Changes by: Jason Hickey (jyh at cs.caltech.edu)
Date: 2005-12-27 19:22:17 -0800 (Tue, 27 Dec 2005)
Revision: 8377
Log message:
Added lof "rippling" (unrelated to Bundy's induction scheme). The idea
is cool, here is a summary:
- It is easy to prove theorems like
lof{i. f['i]; 'n} ~ lof{i. g['i]; 'n}
for some concrete f['i] and g['i]. To be clear,
I don't mean f and g are sovars, I mean they
represent some concrete terms.
Example:
lof{i. lof_append{j1. lof_nth_prefix{j2. lof_nth{'x; 'j2}; 'j1; 'n1; 'n2};
j2. lof_cons{j3. lof_nil; 'j2; lof_nth{'x; 'n2}};
'i; 'n3; 'n4}; 'n5}
<-->
lof{i. lof_nth{'x; 'i}; 'n5}
- It is not easy, and often impossible, to prove
a similar theorem when the lof is not the immediate
ancestor of f['i] and g['i].
You might argue that this is all due the "free algebra" that I
am using. If you are dubious in this respect, please look at the
"bind pushing" theorems in Itt_hoas_lof, like "lof_bind_nil".
These theorems are not obviously expressible in nested form.
See Itt_hoas_lof rev 8376, where I tried to do so. To prove these
theorems we need contexts, and some very hard arguments. OTOH,
the simple forms are trivial.
- So the idea is to use the reversible lof conversion
in rippling form:
- sweep up (normalizeLofC)
- sweep dn (reduceLofC)
- repeat until nothing changes
In each phase, the lof will pass through the right place
so that an optimization can be performed.
Summary:
- This is a very cool idea.
- I expect to be shunned:)
- For comments, please see if you can understand what is going on--
I am more than happy to help if needed. Destructive comments are
ok, but scientific constructive arguments are even better.
Comments:
- To see it work, try expanding the theorems in Pmn_core_terms
(wf_term_TyAll finally works!)
- It is unoptimized
-- wf_term_TyAll takes 70k-100k primitive steps!
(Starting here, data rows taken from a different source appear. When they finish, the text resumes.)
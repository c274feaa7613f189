//! Tracker
//!
//! The single in-memory view of the tree. Owns the backend, the node handle
//! cache, every subscription and the query cache. All state sits behind one
//! mutex that is never held across an await point; query runs happen in
//! spawned tasks and report back through [`Tracker::publish_query`].

mod checks;
pub mod handle;
pub mod query;
pub mod subscription;
pub mod transaction;

pub use query::{QueryKey, QueryOutcome, QueryRunner};
pub use subscription::{Delivery, Event, Sink, SubscriptionId};

use crate::backend::{Backend, SqliteBackend};
use crate::error::VelesError;
use crate::schema::{Check, Node, Operation, PosFilter, Value};
use crate::types::NodeID;
use bytes::Bytes;
use handle::HandleCache;
use parking_lot::{Mutex, RwLock};
use query::{QueryManager, QueryRun};
use std::collections::{BTreeSet, HashMap, HashSet};
use std::sync::{Arc, Weak};
use subscription::{SubEntry, SubKind};
use tokio::sync::mpsc;
use tracing::{debug, warn};

/// Default number of unsubscribed nodes kept in memory
pub const DEFAULT_HANDLE_CACHE_SIZE: usize = 1024;

/// Trigger state change produced by a commit
#[derive(Debug, Clone, PartialEq, Eq)]
pub enum TriggerEvent {
    /// Trigger became pending and needs a handler run
    Pending { node: NodeID, trigger: String },
    /// Pending trigger was removed; any in-flight run is moot
    Obsolete { node: NodeID, trigger: String },
}

struct TrackerState {
    backend: Box<dyn Backend>,
    handles: HandleCache,
    subs: HashMap<SubscriptionId, SubEntry>,
    /// Node, data and bindata subscriptions by node
    node_subs: HashMap<NodeID, BTreeSet<SubscriptionId>>,
    /// List subscriptions by parent
    list_subs: HashMap<NodeID, BTreeSet<SubscriptionId>>,
    queries: HashMap<QueryKey, QueryManager>,
    query_deps: HashMap<NodeID, HashSet<QueryKey>>,
    query_list_deps: HashMap<NodeID, HashSet<QueryKey>>,
    next_sub: SubscriptionId,
}

struct TrackerInner {
    state: Mutex<TrackerState>,
    runner: RwLock<Option<Weak<dyn QueryRunner>>>,
    triggers: RwLock<Option<mpsc::UnboundedSender<TriggerEvent>>>,
}

/// Shared handle to the tracker
#[derive(Clone)]
pub struct Tracker {
    inner: Arc<TrackerInner>,
}

impl Tracker {
    pub fn new(backend: Box<dyn Backend>, handle_cache_size: usize) -> Self {
        let state = TrackerState {
            backend,
            handles: HandleCache::new(handle_cache_size),
            subs: HashMap::new(),
            node_subs: HashMap::new(),
            list_subs: HashMap::new(),
            queries: HashMap::new(),
            query_deps: HashMap::new(),
            query_list_deps: HashMap::new(),
            next_sub: 0,
        };
        Tracker {
            inner: Arc::new(TrackerInner {
                state: Mutex::new(state),
                runner: RwLock::new(None),
                triggers: RwLock::new(None),
            }),
        }
    }

    /// Tracker over a fresh in-memory database.
    pub fn in_memory() -> Result<Self, VelesError> {
        Ok(Self::new(
            Box::new(SqliteBackend::in_memory()?),
            DEFAULT_HANDLE_CACHE_SIZE,
        ))
    }

    /// Install the component that executes queries for the query cache.
    pub fn set_query_runner(&self, runner: Weak<dyn QueryRunner>) {
        *self.inner.runner.write() = Some(runner);
    }

    /// Install the receiver of trigger state changes.
    pub fn set_trigger_sink(&self, sink: mpsc::UnboundedSender<TriggerEvent>) {
        *self.inner.triggers.write() = Some(sink);
    }

    // Reads

    pub fn get_node(&self, id: &NodeID) -> Result<Option<Node>, VelesError> {
        let mut state = self.inner.state.lock();
        let state = &mut *state;
        state.handles.get(id, &*state.backend)
    }

    pub fn get_data(&self, id: &NodeID, key: &str) -> Result<Option<Value>, VelesError> {
        let mut state = self.inner.state.lock();
        let state = &mut *state;
        let node = state
            .handles
            .get(id, &*state.backend)?
            .ok_or_else(|| VelesError::gone(id))?;
        state.read_data(&node, id, key)
    }

    pub fn get_bindata(
        &self,
        id: &NodeID,
        key: &str,
        start: u64,
        end: Option<u64>,
    ) -> Result<Bytes, VelesError> {
        let mut state = self.inner.state.lock();
        let state = &mut *state;
        if state.handles.get(id, &*state.backend)?.is_none() {
            return Err(VelesError::gone(id));
        }
        Ok(Bytes::from(state.backend.get_bindata(id, key, start, end)?))
    }

    pub fn get_list(
        &self,
        parent: &NodeID,
        tags: &BTreeSet<String>,
        pos_filter: &PosFilter,
    ) -> Result<Vec<Node>, VelesError> {
        let mut state = self.inner.state.lock();
        let state = &mut *state;
        if !parent.is_root() && state.handles.get(parent, &*state.backend)?.is_none() {
            return Err(VelesError::gone(parent));
        }
        let ids = state.backend.list(parent, tags, pos_filter)?;
        let mut nodes = Vec::with_capacity(ids.len());
        for id in ids {
            if let Some(node) = state.handles.get(&id, &*state.backend)? {
                nodes.push(node);
            }
        }
        Ok(nodes)
    }

    /// Whether a check holds against committed state.
    pub fn check(&self, check: &Check) -> Result<bool, VelesError> {
        self.inner.state.lock().check_holds(check)
    }

    pub fn pending_triggers(&self, trigger: &str) -> Result<Vec<NodeID>, VelesError> {
        Ok(self.inner.state.lock().backend.pending_triggers(trigger)?)
    }

    // Writes

    /// Verify `checks`, then apply `ops` atomically and notify subscribers.
    pub fn transaction(&self, checks: &[Check], ops: Vec<Operation>) -> Result<(), VelesError> {
        let (runs, triggers) = {
            let mut state = self.inner.state.lock();
            for check in checks {
                if !state.check_holds(check)? {
                    debug!(check = check.object_type(), node = %check.subject(), "Precondition failed");
                    return Err(VelesError::PreconditionFailed(format!(
                        "{} check on {}",
                        check.object_type(),
                        check.subject()
                    )));
                }
            }
            let ctx = state.run_transaction(ops)?;
            for (id, node) in ctx.nodes() {
                state.handles.store(*id, node.clone());
            }
            state.dispatch(&ctx)?;
            let runs = state.invalidate_queries(&ctx)?;
            (runs, ctx.triggers)
        };
        self.spawn_runs(runs);
        if !triggers.is_empty() {
            if let Some(sink) = self.inner.triggers.read().as_ref() {
                for event in triggers {
                    let _ = sink.send(event);
                }
            }
        }
        Ok(())
    }

    // Subscriptions

    pub fn subscribe_node(&self, id: NodeID, sink: Sink) -> Result<SubscriptionId, VelesError> {
        self.inner
            .state
            .lock()
            .subscribe(SubKind::Node { node: id }, sink)
    }

    pub fn subscribe_data(&self, id: NodeID, key: &str, sink: Sink) -> Result<SubscriptionId, VelesError> {
        self.inner.state.lock().subscribe(
            SubKind::Data {
                node: id,
                key: key.to_string(),
            },
            sink,
        )
    }

    pub fn subscribe_bindata(
        &self,
        id: NodeID,
        key: &str,
        start: u64,
        end: Option<u64>,
        sink: Sink,
    ) -> Result<SubscriptionId, VelesError> {
        self.inner.state.lock().subscribe(
            SubKind::Bindata {
                node: id,
                key: key.to_string(),
                start,
                end,
            },
            sink,
        )
    }

    pub fn subscribe_list(
        &self,
        parent: NodeID,
        tags: BTreeSet<String>,
        pos_filter: PosFilter,
        sink: Sink,
    ) -> Result<SubscriptionId, VelesError> {
        self.inner.state.lock().subscribe(
            SubKind::List {
                parent,
                tags,
                pos_filter,
                members: BTreeSet::new(),
            },
            sink,
        )
    }

    pub fn subscribe_query(
        &self,
        node: NodeID,
        name: &str,
        params: Value,
        sink: Sink,
    ) -> Result<SubscriptionId, VelesError> {
        let key = QueryKey::new(node, name, &params);
        let (sub, run) = self.inner.state.lock().subscribe_query(key, params, sink)?;
        self.spawn_runs(run.into_iter().collect());
        Ok(sub)
    }

    /// Cancel a live subscription; its sink receives exactly one `Cancelled`.
    pub fn cancel(&self, sub: SubscriptionId) -> Result<(), VelesError> {
        let mut state = self.inner.state.lock();
        match state.remove_sub(sub) {
            Some(entry) => {
                entry.send(sub, Event::Cancelled);
                debug!(sub, "Subscription cancelled");
                Ok(())
            }
            None => Err(VelesError::UnknownSubscription(sub.to_string())),
        }
    }

    pub fn subscription_count(&self) -> usize {
        self.inner.state.lock().subs.len()
    }

    // Query cache

    /// Published result of a settled query manager, if one exists.
    pub fn cached_query(&self, node: NodeID, name: &str, params: &Value) -> Option<QueryOutcome> {
        let key = QueryKey::new(node, name, params);
        self.inner.state.lock().cached_query(&key)
    }

    /// Re-run every cached query named `name`.
    pub fn refresh_queries(&self, name: &str) {
        let runs = self.inner.state.lock().refresh_queries(name);
        self.spawn_runs(runs);
    }

    fn publish_query(&self, run: QueryRun, outcome: QueryOutcome) {
        let result = self.inner.state.lock().publish_query(run, outcome);
        match result {
            Ok(runs) => self.spawn_runs(runs),
            Err(err) => warn!(error = %err, "Failed to publish query result"),
        }
    }

    fn spawn_runs(&self, runs: Vec<QueryRun>) {
        if runs.is_empty() {
            return;
        }
        let runner = self.inner.runner.read().as_ref().and_then(Weak::upgrade);
        for run in runs {
            let tracker = self.clone();
            match runner.clone() {
                Some(runner) => {
                    tokio::spawn(async move {
                        let outcome = runner
                            .run_query(run.key.node, &run.key.name, run.params.clone())
                            .await;
                        tracker.publish_query(run, outcome);
                    });
                }
                None => {
                    let outcome = QueryOutcome {
                        result: Err(VelesError::QueryNotFound(run.key.name.clone())),
                        checks: Vec::new(),
                    };
                    tracker.publish_query(run, outcome);
                }
            }
        }
    }
}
I am daunted by optimizing a proof of this size...
-- I believe most of the steps are because we have a
massive number of redundant subgoals like
<H>; ... >- |H1| in nat
In any give proof we may have thousands of the same
(identical) goal of this form.
It would be nice to have a tactic for explicit
caching/redundant-subgoal-elimination.